The woods used, such as ash, birch, oak, cedar or juniper, bring a subtle flavour difference to each dish. Beer with its wide flavour spectrum and mouthfeel is the perfect partner for foods with a high fat content and strong flavours.

Invited to new London restaurant, Humo by The Brewers Association, the not-for-profit trade association representing small and independent American craft brewers, I had the chance to experience the interplay between smoke, fire, beer and food in the company of many American beers, and their brewers

Seven smoke-infused courses were matched with seven American craft beers especially chosen to work with the flavours in the food.  American craft brewers are creating highly innovative, experimental and world-class quality beers, and this was great chance for them to show and tell, with the menu and pairings devised by the Humo chefs, together with Adam Dulye the Brewers Association, Executive Chef.

First up trout with three-month aged caviar smoked over HP18 oak and served with a type of Japanese dashi or stock called Rausu Konbu it was matched with The Bold Mariner Digital Goodbye pilsner and its crisp, lightness worked well with the subtle smoky notes of the fish.

Kombu-Gin-Me sea bream, dry-aged for nine days with fermented datterino  tomato and 25 year old Balsamic vinegar was paired with Coronado Weekend Vibes IPA.   Packed with tropical fruit notes this hazy IPA perfectly partnered the fermented flavours of the dish.

My favourite pairing came next though, a Garden Salad of smoked Agria potatoes, mizuno (miso), edamame beans and East Sussex sansho pepper with Destihl Tourbus Deadhead Hazy IPA.  A lush, tropical, citrus-hop hazy IPA, it was apparently conceived with the input of the Grateful Dead’s road crew.

Yellow tail with a citrus sauce and Castillo coffee and DC Brau Penn Quarter Porter was decidedly different.  The bitter coffee notes in the sauce were enhanced by similar notes in the beer, along with a subtle hint of dark chocolate.  The acidity from the lime based sauce was then counterbalanced by the malty sweetness of the porter

Kagoshima A4 black cattle sirloin came with sudachi dashi and Heavy Riff Velvet Underbrown. This smooth and creamy brown ale was a perfect partner for the fabulous beef.

And still we carried on, with cauliflower cooked under ash with Rokko Miso and Nori paired up with Virginia Beer Co Wee Heavy Waypost. This beer is aged in Single Malt whisky barrels which impart notes of caramel as well as some subtle smoke

And finally, Amalfi Lemon tart, almond base, oak ‘burnt’ meringue with  903 Brewers Polynesian Whip Cream Ale.  Pineapple and vanilla ice cream flavours in  beer were not something I’d enjoy in a pub, but here they worked remarkably well.

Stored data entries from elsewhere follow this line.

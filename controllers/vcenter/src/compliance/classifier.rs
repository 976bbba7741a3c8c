//! Task result classification
//!
//! Turns the terminal response of a compliance-check task into a verdict
//! and its payload: a diff list for non-compliant VC profile scans, an
//! error list for failures.
//!
//! The task APIs are not uniform across products. The compliance verdict
//! lives under a different field name per product, and notifications may
//! be nested under `result` or sit at the top level. A `TaskResultProbe`
//! names where to look for each product; `result.notifications` is always
//! probed before top-level `notifications`.

use drift_spec::{DiffEntry, Modification, ValueChange};
use serde_json::Value;
use tracing::{debug, warn};
use vcenter_client::TASK_SUCCEEDED;

/// Where a task response may carry its notifications
#[derive(Debug, Clone, Copy, PartialEq, Eq)]
pub enum NotificationLocation {
    /// `result.notifications`
    Result,
    /// top-level `notifications`
    TopLevel,
}

impl NotificationLocation {
    fn lookup(self, response: &Value) -> Option<&Value> {
        match self {
            NotificationLocation::Result => response.get("result").and_then(|r| r.get("notifications")),
            NotificationLocation::TopLevel => response.get("notifications"),
        }
    }
}

/// How a non-compliant result describes its drift
#[derive(Debug, Clone, Copy, PartialEq, Eq)]
pub enum DiffSource {
    /// `result.compliance_result[].value.diff_results[].value` records
    ComplianceResults,
    /// Only a summary message is returned
    SummaryOnly,
}

/// Field table describing one product's task result layout
#[derive(Debug, Clone, Copy)]
pub struct TaskResultProbe {
    /// Field under `result` carrying the compliance verdict
    pub verdict_field: &'static str,
    /// Notification locations, in probe order
    pub notification_locations: &'static [NotificationLocation],
    pub diff_source: DiffSource,
}

const NOTIFICATION_PROBE_ORDER: &[NotificationLocation] = &[NotificationLocation::Result, NotificationLocation::TopLevel];

/// VC profile `scan-desired-state` tasks
pub const VC_PROFILE_PROBE: TaskResultProbe = TaskResultProbe {
    verdict_field: "status",
    notification_locations: NOTIFICATION_PROBE_ORDER,
    diff_source: DiffSource::ComplianceResults,
};

/// ESXi cluster configuration `check-compliance` tasks
pub const CLUSTER_CONFIG_PROBE: TaskResultProbe = TaskResultProbe {
    verdict_field: "cluster_status",
    notification_locations: NOTIFICATION_PROBE_ORDER,
    diff_source: DiffSource::SummaryOnly,
};

/// Compliance verdict
#[derive(Debug, Clone, Copy, PartialEq, Eq)]
pub enum Verdict {
    Compliant,
    NonCompliant,
    Failed,
    Unknown,
}

/// An error extracted from a task response
#[derive(Debug, Clone, PartialEq, Eq)]
pub struct TaskError {
    pub message: String,
    pub remediation: Option<String>,
    /// Time reported by vCenter, when the error carried one
    pub timestamp: Option<String>,
}

impl TaskError {
    pub fn new(message: impl Into<String>) -> Self {
        Self {
            message: message.into(),
            remediation: None,
            timestamp: None,
        }
    }

    #[must_use]
    pub fn with_remediation(mut self, remediation: impl Into<String>) -> Self {
        self.remediation = Some(remediation.into());
        self
    }
}

/// Summary of a finished task
#[derive(Debug, Clone, Default, PartialEq, Eq)]
pub struct TaskSummary {
    pub message: Option<String>,
    pub end_time: Option<String>,
}

/// Verdict plus payload
#[derive(Debug, Clone, PartialEq)]
pub enum Classification {
    Compliant { summary: TaskSummary },
    NonCompliant { summary: TaskSummary, diffs: Vec<DiffEntry> },
    Failed { errors: Vec<TaskError> },
    Unknown { errors: Vec<TaskError> },
}

impl Classification {
    pub fn verdict(&self) -> Verdict {
        match self {
            Classification::Compliant { .. } => Verdict::Compliant,
            Classification::NonCompliant { .. } => Verdict::NonCompliant,
            Classification::Failed { .. } => Verdict::Failed,
            Classification::Unknown { .. } => Verdict::Unknown,
        }
    }

    /// Errors carried by a failed or unknown classification
    pub fn errors(&self) -> &[TaskError] {
        match self {
            Classification::Failed { errors } | Classification::Unknown { errors } => errors,
            _ => &[],
        }
    }
}

/// Classify the terminal response of task `task_id`
pub fn classify(response: &Value, probe: &TaskResultProbe, task_id: &str) -> Classification {
    let task_status = response.get("status").and_then(Value::as_str);
    if task_status != Some(TASK_SUCCEEDED) {
        debug!("Task {} did not succeed (status {:?})", task_id, task_status);
        return Classification::Failed {
            errors: failed_task_errors(response, probe, task_id),
        };
    }

    let Some(result) = response.get("result").filter(|r| r.is_object()) else {
        return malformed(response, task_id);
    };
    let Some(verdict) = result.get(probe.verdict_field).and_then(Value::as_str) else {
        return malformed(response, task_id);
    };

    match verdict.to_ascii_uppercase().as_str() {
        "COMPLIANT" => Classification::Compliant {
            summary: task_summary(response),
        },
        "NON_COMPLIANT" | "NOT_COMPLIANT" => {
            let diffs = match probe.diff_source {
                DiffSource::ComplianceResults => flatten_diffs(result),
                DiffSource::SummaryOnly => Vec::new(),
            };
            Classification::NonCompliant {
                summary: task_summary(response),
                diffs,
            }
        }
        "UNAVAILABLE" | "FAILED" => Classification::Failed {
            errors: notification_errors(response, probe, verdict, task_id),
        },
        _ => {
            warn!("Unknown status {} for task {}", verdict, task_id);
            Classification::Unknown {
                errors: vec![TaskError::new(unknown_status_message(verdict, task_id))],
            }
        }
    }
}

fn unknown_status_message(status: &str, task_id: &str) -> String {
    format!("Unknown status[{}] for task {}", status, task_id)
}

fn malformed(response: &Value, task_id: &str) -> Classification {
    warn!("Malformed response for task {}", task_id);
    Classification::Failed {
        errors: vec![malformed_error(response)],
    }
}

fn malformed_error(response: &Value) -> TaskError {
    TaskError::new(format!("Malformed task response: {}", response))
}

/// Errors for a task whose own status is not SUCCEEDED
///
/// Probe order: `error.messages[]`, then `error` itself, then
/// `result.notifications.errors`, then a malformed-response error.
fn failed_task_errors(response: &Value, probe: &TaskResultProbe, task_id: &str) -> Vec<TaskError> {
    if let Some(error) = response.get("error").filter(|e| !e.is_null()) {
        if let Some(messages) = error.get("messages").and_then(Value::as_array).filter(|m| !m.is_empty()) {
            return messages.iter().map(|m| TaskError::new(message_text(m))).collect();
        }
        return vec![TaskError::new(message_text(error))];
    }

    let status = response.get("status").and_then(Value::as_str).unwrap_or("FAILED");
    let has_result_notification_errors = NotificationLocation::Result
        .lookup(response)
        .and_then(|n| n.get("errors"))
        .is_some();
    if has_result_notification_errors {
        return notification_errors(response, probe, status, task_id);
    }

    vec![malformed_error(response)]
}

/// Errors from the first notifications block found along the probe order
fn notification_errors(response: &Value, probe: &TaskResultProbe, status: &str, task_id: &str) -> Vec<TaskError> {
    let Some(notifications) = probe
        .notification_locations
        .iter()
        .find_map(|location| location.lookup(response))
    else {
        return vec![TaskError::new(unknown_status_message(status, task_id))];
    };

    let errors: Vec<TaskError> = notifications
        .get("errors")
        .and_then(Value::as_array)
        .map(|errors| errors.iter().map(notification_error).collect())
        .unwrap_or_default();

    if errors.is_empty() {
        return vec![TaskError::new(format!(
            "Status[{}] reported for task {} without error details",
            status, task_id
        ))];
    }
    errors
}

fn notification_error(notification: &Value) -> TaskError {
    let message = notification
        .get("message")
        .map(message_text)
        .unwrap_or_else(|| message_text(notification));
    TaskError {
        message,
        remediation: notification.get("resolution").map(message_text),
        timestamp: notification.get("time").and_then(Value::as_str).map(str::to_string),
    }
}

/// Human-readable text of a localizable message, string, or arbitrary value
fn message_text(value: &Value) -> String {
    match value {
        Value::String(text) => text.clone(),
        Value::Object(map) => map
            .get("default_message")
            .and_then(Value::as_str)
            .map(str::to_string)
            .or_else(|| map.get("message").map(message_text))
            .unwrap_or_else(|| value.to_string()),
        other => other.to_string(),
    }
}

fn task_summary(response: &Value) -> TaskSummary {
    let result = response.get("result");
    let lookup = |field: &str| result.and_then(|r| r.get(field)).or_else(|| response.get(field));
    TaskSummary {
        message: lookup("summary").filter(|s| !s.is_null()).map(message_text),
        end_time: lookup("end_time").and_then(Value::as_str).map(str::to_string),
    }
}

/// `(key, value)` pairs of a VAPI map, serialized either as an object or as
/// a list of `{"key": .., "value": ..}` entries
fn map_entries(value: &Value) -> Vec<(Option<&str>, &Value)> {
    match value {
        Value::Object(map) => map.iter().map(|(k, v)| (Some(k.as_str()), v)).collect(),
        Value::Array(items) => items
            .iter()
            .filter_map(|item| {
                let value = item.get("value")?;
                Some((item.get("key").and_then(Value::as_str), value))
            })
            .collect(),
        _ => Vec::new(),
    }
}

fn flatten_diffs(result: &Value) -> Vec<DiffEntry> {
    let Some(components) = result.get("compliance_result") else {
        return Vec::new();
    };

    let mut entries = Vec::new();
    for (component, compliance) in map_entries(components) {
        let Some(diff_results) = compliance.get("diff_results") else {
            continue;
        };
        for (diff_key, record) in map_entries(diff_results) {
            entries.push(diff_entry(record, diff_key, component));
        }
    }
    entries
}

fn diff_entry(record: &Value, fallback_key: Option<&str>, component: Option<&str>) -> DiffEntry {
    let text = |field: &str| record.get(field).and_then(Value::as_str);
    let present = |field: &str| record.get(field).filter(|v| !v.is_null()).cloned();

    let key = text("key").or_else(|| text("path")).or(fallback_key).unwrap_or_default().to_string();
    let category = text("category").or(component).map(str::to_string);
    let description = record.get("description").map(message_text).unwrap_or_default();

    if description.contains("Added") {
        DiffEntry::Addition(ValueChange {
            key,
            category,
            value: present("desired_value").or_else(|| present("current_value")),
        })
    } else if description.contains("Removed") {
        DiffEntry::Deletion(ValueChange {
            key,
            category,
            value: present("current_value").or_else(|| present("desired_value")),
        })
    } else {
        DiffEntry::Modification(Modification::new(key, category, present("current_value"), present("desired_value")))
    }
}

Many of the American craft beers featured above are award-winners from highly prestigious international beer competition and it’s easy to see why.  The quality shines through and the bold, hop-forward flavours are testimony to American craft brewers’ collective expertise. The UK is an important trading partner for 3the USA and the second largest for US craft beer exports behind Canada with 7.3% of all global craft beer exports in 2022.